Caused by: org.apache.flink.core.fs.UnsupportedFileSystemSchemeException: Could not find a file system implementation for scheme 'hdfs'. The scheme is not directly supported by Flink and no Hadoop file system to support this scheme could be loaded.
    at org.apache.flink.core.fs.FileSystem.getUnguardedFileSystem(FileSystem.java:403)
    at org.apache.flink.core.fs.FileSystem.get(FileSystem.java:318)
    at org.apache.flink.core.fs.Path.getFileSystem(Path.java:298)
    at org.apache.flink.runtime.state.filesystem.FsCheckpointStorage.<init>(FsCheckpointStorage.java:58)
    at org.apache.flink.runtime.state.filesystem.FsStateBackend.createCheckpointStorage(FsStateBackend.java:444)
    at org.apache.flink.contrib.streaming.state.RocksDBStateBackend.createCheckpointStorage(RocksDBStateBackend.java:407)
    at org.apache.flink.runtime.checkpoint.CheckpointCoordinator.<init>(CheckpointCoordinator.java:249)
    ... 17 more
Caused by: org.apache.flink.core.fs.UnsupportedFileSystemSchemeException: Hadoop is not in the classpath/dependencies.
    at org.apache.flink.core.fs.UnsupportedSchemeFactory.create(UnsupportedSchemeFactory.java:64)
    at org.apache.flink.core.fs.FileSystem.getUnguardedFileSystem(FileSystem.java:399)
    ... 23 more

any help will be greatly appreciated


Solution

  • For accessing an hdfs:// path it is not strictly necessary to bundle the flink-hadoop-fs with your job as long as you have flink-shaded-hadoop2-uber-1.8-SNAPSHOT.jar in the lib folder of your Flink installation.
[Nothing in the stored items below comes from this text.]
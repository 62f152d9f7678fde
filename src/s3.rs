// Imports all of the components needed for s3::client
#![forbid(unsafe_code)]
#![deny(missing_docs)]

/// S3 `Client`.
mod client;

/// Implementation of the `VersionLister` trait for our S3 `Client`.
mod version_lister;

/// Conversion of `ListObjectVersions` output into a `VersionPage`.
mod version_page;

pub use client::*;
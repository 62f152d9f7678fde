// Walks every page of a bucket's version listing and aggregates the results
#![forbid(unsafe_code)]
#![deny(missing_docs)]
use crate::common::{
    AggregateStats,
    Result,
    VersionLister,
};
use crate::progress::Progress;
use std::time::Instant;
use tracing::{
    debug,
    info,
};

/// Aggregate every object version and delete marker in `bucket`, limited to
/// keys starting with `prefix` if one is given.
///
/// Pages are requested one at a time, each using the continuation marker of
/// the page before it, until the lister reports the final page. Any error
/// aborts the scan, no partial totals are returned.
pub async fn aggregate<L>(
    lister:   &L,
    bucket:   &str,
    prefix:   Option<&str>,
    progress: &Progress,
) -> Result<AggregateStats>
where
    L: VersionLister + ?Sized,
{
    info!("aggregate: Scanning '{}' with prefix {:?}", bucket, prefix);

    progress.start(bucket);

    let started    = Instant::now();
    let mut stats  = AggregateStats::default();
    let mut marker = None;
    let mut pages  = 0u64;

    loop {
        let page = lister.list_versions(bucket, prefix, marker.as_ref()).await?;
        pages += 1;

        stats.add_page(&page);

        debug!(
            "aggregate: page {} for '{}', running totals {:?}",
            pages,
            bucket,
            stats,
        );

        progress.update(pages, &stats);

        match page.next {
            Some(next) => marker = Some(next),
            None       => break,
        }
    }

    progress.finish();

    info!(
        "aggregate: Finished '{}', {} version(s) over {} page(s) in {:?}",
        bucket,
        stats.object_count(),
        pages,
        started.elapsed(),
    );

    Ok(stats)
}
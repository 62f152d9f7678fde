// ClientConfig
#![forbid(unsafe_code)]
#![deny(missing_docs)]
use super::{
    Error,
    Result,
};
use tracing::debug;

/// Client configuration.
#[derive(Clone, Debug, Eq, PartialEq)]
pub struct ClientConfig {
    /// The bucket name that the client should report the usage of.
    pub bucket_name: String,

    /// Only object keys starting with this prefix are counted.
    ///
    /// An empty prefix on the command line is the same as no prefix.
    pub prefix: Option<String>,
}

impl ClientConfig {
    /// Return a new `ClientConfig` after validating the inputs.
    ///
    /// The bucket name must be non-blank and must not contain a `/`, anything
    /// else is left for the storage service to reject.
    pub fn new(bucket_name: &str, prefix: Option<&str>) -> Result<Self> {
        debug!("ClientConfig: bucket {:?}, prefix {:?}", bucket_name, prefix);

        if bucket_name.trim().is_empty() {
            return Err(Error::InvalidInput("bucket name must not be empty".into()));
        }

        if bucket_name.contains('/') {
            let msg = format!("bucket name '{}' must not contain '/'", bucket_name);

            return Err(Error::InvalidInput(msg));
        }

        let prefix = prefix
            .filter(|p| !p.is_empty())
            .map(ToOwned::to_owned);

        Ok(Self {
            bucket_name: bucket_name.to_owned(),
            prefix:      prefix,
        })
    }

    /// The prefix as a borrowed `&str`, if set.
    pub fn prefix(&self) -> Option<&str> {
        self.prefix.as_deref()
    }
}
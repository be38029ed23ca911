//! Read-only view of a session for front ends.

use serde::Serialize;

use crate::board::{Board, PegColor, Slot, SlotIndex, SlotState};

/// Kind of slot, without the peg color.
#[derive(Debug, Clone, Copy, PartialEq, Eq, Serialize)]
#[serde(rename_all = "snake_case")]
pub enum SlotKind {
    /// Outside the cross.
    Invalid,
    /// Playable, no peg.
    Empty,
    /// Holding a peg.
    Occupied,
}

/// One slot as a front end sees it.
#[derive(Debug, Clone, Copy, PartialEq, Eq, Serialize)]
pub struct SlotView {
    /// Linear index.
    pub index: SlotIndex,
    /// Row.
    pub row: usize,
    /// Column.
    pub col: usize,
    /// What the slot holds.
    pub state: SlotKind,
    /// Peg color when occupied.
    pub color: Option<PegColor>,
}

impl SlotView {
    fn from_slot(slot: &Slot) -> Self {
        let state = match slot.state() {
            SlotState::Invalid => SlotKind::Invalid,
            SlotState::Empty => SlotKind::Empty,
            SlotState::Occupied(_) => SlotKind::Occupied,
        };
        Self {
            index: slot.index(),
            row: slot.coord().row,
            col: slot.coord().col,
            state,
            color: slot.state().color(),
        }
    }
}

/// Everything there is to draw after an input event.
#[derive(Debug, Clone, PartialEq, Eq, Serialize)]
pub struct Snapshot {
    /// Every slot in row-major order.
    pub slots: Vec<SlotView>,
    /// Pegs removed since the last reset.
    pub kill_count: usize,
    /// Pegs left on the board.
    pub remaining: usize,
    /// The pending selection.
    pub selected: Option<SlotIndex>,
}

impl Snapshot {
    pub(crate) fn capture<R>(
        board: &Board<R>,
        selected: Option<SlotIndex>,
        kill_count: usize,
        remaining: usize,
    ) -> Self {
        Self {
            slots: board.iter().map(SlotView::from_slot).collect(),
            kill_count,
            remaining,
            selected,
        }
    }

    /// View of the slot at `index`.
    #[must_use]
    pub fn slot(&self, index: SlotIndex) -> Option<&SlotView> {
        self.slots.get(index.get())
    }
}

#[cfg(test)]
mod tests {
    use super::*;
    use crate::board::{INVALID_SLOT_COUNT, SLOT_COUNT, STARTING_PEGS, XorShift64};
    use crate::session::Session;

    #[test]
    fn test_snapshot_covers_every_slot() {
        let session = Session::new(XorShift64::default());
        let snapshot = session.snapshot();

        assert_eq!(snapshot.slots.len(), SLOT_COUNT);
        let invalid = snapshot
            .slots
            .iter()
            .filter(|s| s.state == SlotKind::Invalid)
            .count();
        assert_eq!(invalid, INVALID_SLOT_COUNT);
        assert_eq!(snapshot.remaining, STARTING_PEGS);
        assert_eq!(
            snapshot.slot(SlotIndex::CENTER).map(|s| s.state),
            Some(SlotKind::Empty)
        );
    }

    #[test]
    fn test_color_only_on_occupied_slots() {
        let snapshot = Session::new(XorShift64::new(5)).snapshot();
        for view in &snapshot.slots {
            assert_eq!(view.color.is_some(), view.state == SlotKind::Occupied);
        }
    }

    #[test]
    fn test_snapshot_serializes() {
        let mut session = Session::new(XorShift64::default());
        session.select_or_move(SlotIndex::new(10));
        let json = serde_json::to_value(session.snapshot()).unwrap();

        assert_eq!(json["kill_count"], 0);
        assert_eq!(json["remaining"], 32);
        assert_eq!(json["selected"], 10);
        assert_eq!(json["slots"][0]["state"], "invalid");
        assert_eq!(json["slots"][24]["state"], "empty");
        assert_eq!(json["slots"][24]["row"], 3);
        assert!(json["slots"][24]["color"].is_null());
    }
}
    If you don't have this dependency in your lib folder, then I would suggest to use flink-fs-hadoop-shaded as a dependency because it also relocates Hadoop dependencies.

    Moreover, it is important that this dependency is also included in your resulting job jar. Thus, please make sure that you create an uber-jar with sbt-assembly plugin.